Feature Story | 1-Mar-2022

Lessons learned from intense study of COVID-19 help researchers prepare for future viral threats

DOE/Argonne National Laboratory

Medical research has benefitted from the scale, speed and efficiency of COVID-19 studies, and scientists are using the techniques developed to fight the pandemic in the race to stay ahead of emerging diseases.

For decades, scientists have used ultrabright X-ray beams to study the biological structures and mechanisms of viruses largely unknown to anyone other than infectious disease specialists. The Advanced Photon Source (APS), a U.S. Department of Energy (DOE) Office of Science user facility at DOE’s Argonne National Laboratory, has been at the center of this research. 

Then, in 2020, the SARS-COV-2 virus that causes COVID-19 emerged. The decades of cumulative research on other viruses proved instrumental to development of life-saving vaccines and treatments against COVID-19. It also helped shape everyday conversations, making terms such as ​“spike protein” and ​“antibodies” commonplace.

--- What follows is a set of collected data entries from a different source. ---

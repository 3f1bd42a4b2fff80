//! CSV file bar source.
//!
//! One file holds every row. The header names the columns in any order,
//! using the same names as the SQLite table (`amount` and `marketcap` are
//! accepted for the older layout). Dates may be `YYYY-MM-DD` or `YYYYMMDD`.

use crate::domain::bar::Bar;
use crate::domain::calendar::parse_day;
use crate::domain::error::ScreenerError;
use crate::ports::config_port::ConfigPort;
use crate::ports::data_port::{BarSource, DataRange};
use chrono::NaiveDate;
use csv::StringRecord;
use std::collections::{BTreeSet, HashMap};
use std::path::PathBuf;
use tracing::warn;

pub struct CsvAdapter {
    path: PathBuf,
}

/// Column positions resolved from the header row.
struct Header {
    index: HashMap<String, usize>,
}

impl Header {
    fn new(record: &StringRecord) -> Self {
        let index = record
            .iter()
            .enumerate()
            .map(|(i, name)| (name.trim().to_ascii_lowercase(), i))
            .collect();
        Self { index }
    }

    fn position(&self, names: &[&str]) -> Option<usize> {
        names.iter().find_map(|n| self.index.get(*n).copied())
    }

    fn require(&self, names: &[&str]) -> Result<usize, ScreenerError> {
        self.position(names).ok_or_else(|| ScreenerError::Database {
            reason: format!("CSV header has no '{}' column", names[0]),
        })
    }
}

struct Columns {
    date: usize,
    ticker: usize,
    name: Option<usize>,
    open: usize,
    high: Option<usize>,
    low: Option<usize>,
    close: usize,
    volume: usize,
    value: usize,
    change_rate: Option<usize>,
    market_cap: Option<usize>,
    operating_income: Option<usize>,
}

impl Columns {
    fn resolve(header: &Header) -> Result<Self, ScreenerError> {
        Ok(Self {
            date: header.require(&["date"])?,
            ticker: header.require(&["ticker"])?,
            name: header.position(&["name"]),
            open: header.require(&["open"])?,
            high: header.position(&["high"]),
            low: header.position(&["low"]),
            close: header.require(&["close"])?,
            volume: header.require(&["volume"])?,
            value: header.require(&["value", "amount"])?,
            change_rate: header.position(&["change_rate"]),
            market_cap: header.position(&["market_cap", "marketcap"]),
            operating_income: header.position(&["operating_income"]),
        })
    }

    /// `Ok(None)` for an empty optional cell, `Err` for text that is not a number.
    fn number(record: &StringRecord, pos: Option<usize>) -> Result<Option<f64>, String> {
        match pos.and_then(|i| record.get(i)).map(str::trim) {
            None | Some("") => Ok(None),
            Some(raw) => raw
                .replace(',', "")
                .parse::<f64>()
                .map(Some)
                .map_err(|_| format!("invalid number '{raw}'")),
        }
    }

    fn bar(&self, record: &StringRecord) -> Result<Bar, String> {
        let text = |i: usize| record.get(i).map(str::trim).unwrap_or_default();
        let required = |i: usize, field: &str| -> Result<f64, String> {
            Self::number(record, Some(i))?.ok_or_else(|| format!("missing {field}"))
        };

        let date = parse_day(text(self.date))
            .ok_or_else(|| format!("invalid date '{}'", text(self.date)))?;
        let ticker = text(self.ticker);
        if ticker.is_empty() {
            return Err("missing ticker".to_string());
        }

        Ok(Bar {
            date,
            ticker: ticker.to_string(),
            name: self.name.map(text).unwrap_or_default().to_string(),
            open: required(self.open, "open")?,
            high: Self::number(record, self.high)?.unwrap_or(0.0),
            low: Self::number(record, self.low)?.unwrap_or(0.0),
            close: required(self.close, "close")?,
            volume: required(self.volume, "volume")? as i64,
            value: required(self.value, "value")?,
            change_rate: Self::number(record, self.change_rate)?,
            market_cap: Self::number(record, self.market_cap)?,
            operating_income: Self::number(record, self.operating_income)?,
        })
    }
}

impl CsvAdapter {
    pub fn new(path: PathBuf) -> Self {
        Self { path }
    }

    pub fn from_config(config: &dyn ConfigPort) -> Result<Self, ScreenerError> {
        let path = config
            .get_string("csv", "path")
            .ok_or_else(|| ScreenerError::ConfigMissing {
                section: "csv".into(),
                key: "path".into(),
            })?;
        Ok(Self::new(PathBuf::from(path)))
    }

    /// Every well-formed row in file order. Malformed rows are logged and
    /// skipped.
    fn load(&self) -> Result<Vec<Bar>, ScreenerError> {
        let mut rdr = csv::ReaderBuilder::new()
            .flexible(true)
            .from_path(&self.path)
            .map_err(|e| ScreenerError::Database {
                reason: format!("failed to read {}: {}", self.path.display(), e),
            })?;

        let header = Header::new(rdr.headers().map_err(|e| ScreenerError::Database {
            reason: format!("CSV parse error: {}", e),
        })?);
        let columns = Columns::resolve(&header)?;

        let mut bars = Vec::new();
        for (line, result) in rdr.records().enumerate() {
            let record = result.map_err(|e| ScreenerError::Database {
                reason: format!("CSV parse error: {}", e),
            })?;
            match columns.bar(&record) {
                Ok(bar) => bars.push(bar),
                Err(reason) => warn!(row = line + 2, %reason, "skipping malformed CSV row"),
            }
        }
        Ok(bars)
    }
}

impl BarSource for CsvAdapter {
    fn fetch_bars(&self, start: NaiveDate, end: NaiveDate) -> Result<Vec<Bar>, ScreenerError> {
        let mut bars: Vec<Bar> = self
            .load()?
            .into_iter()
            .filter(|b| b.date >= start && b.date <= end)
            .collect();
        bars.sort_by(|a, b| a.date.cmp(&b.date).then_with(|| a.ticker.cmp(&b.ticker)));
        Ok(bars)
    }

    fn trading_days(&self) -> Result<Vec<NaiveDate>, ScreenerError> {
        let days: BTreeSet<NaiveDate> = self
            .load()?
            .iter()
            .filter(|b| b.is_trading())
            .map(|b| b.date)
            .collect();
        Ok(days.into_iter().collect())
    }

    fn data_range(&self) -> Result<Option<DataRange>, ScreenerError> {
        let bars = self.load()?;
        let days: BTreeSet<NaiveDate> = bars
            .iter()
            .filter(|b| b.is_trading())
            .map(|b| b.date)
            .collect();
        let (Some(first), Some(last)) = (days.first().copied(), days.last().copied()) else {
            return Ok(None);
        };
        let tickers: BTreeSet<&str> = bars.iter().map(|b| b.ticker.as_str()).collect();
        Ok(Some(DataRange {
            first,
            last,
            trading_days: days.len(),
            tickers: tickers.len(),
            rows: bars.len(),
        }))
    }
}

Infectious disease specialists and structural biologists were no longer the only ones thinking about how viruses spread or stay contained.

“We put a lot of effort into finding antibodies very quickly and at a very large scale for COVID-19, which was necessary because of the emergency of the pandemic. Now we use the same methodologies for all of the viruses that we are studying. Virus research is benefiting from the increased scale, speed, and efficiency that we learned.” — James Crowe, Vanderbilt University Medical Center

Ultrabright X-ray beams, such as those generated by the APS, continue to be used for COVID-19 research. However, they are also helping scientists anticipate and understand threats posed by other viruses. The scientific community is combining the power of the APS with valuable lessons learned and applied during the recent intense period of COVID-19 research. There is a fresh sense of urgency, along with improved techniques and methodologies, to help science tackle tomorrow’s challenges.

Lessons learned

The APS is a well-established facility for studying life science, including viruses, at the macromolecular level. When COVID-19 (as well as vaccines and therapies for it) became the preeminent focus of scientists around the world, the challenges of the new disease also intrigued groups that didn’t usually apply their knowledge and experience to virus research.

Joseph S. Brunzelle, a beamline scientist for the Life Sciences Collaborative Access Team (LS-CAT) and macromolecular crystallographer in Northwestern University’s Synchrotron Research Center, worked closely on COVID-related projects throughout the pandemic. He says he was struck by the impact of so many minds around the world focused on one thing.

“When you have that level of community focus, you really push scientific discovery,” Brunzelle said. ​“I am sure it has happened in the past for other projects, but I had never seen it in the medical science field. I was really impressed.”

The collective effort helped scientists from around the world establish a better understanding of protein structures, monoclonal antibodies and human immune response.

Additional funding helped, too. With money from Congress, all 17 DOE national laboratories formed a consortium — the National Virtual Biotechnology Laboratory — to work together on structural biology issues. They plumbed the considerable depth of the laboratories’ resources, including the Argonne Leadership Computing Facility (ALCF), to tackle computing issues and look at billions of small compounds, working to determine which one might bind to relevant viral proteins of SARS-CoV-2 and serve therapeutic purpose.

The sheer volume of COVID-19-related projects resulted in heavy application of techniques and methodologies available since the early 2000s, but perhaps under-appreciated: expression and purification of samples, modern crystallization, robotic technology and the software to collect and process beamline data efficiently and effectively. All these tools were suddenly even more relevant, necessary and put to the test. 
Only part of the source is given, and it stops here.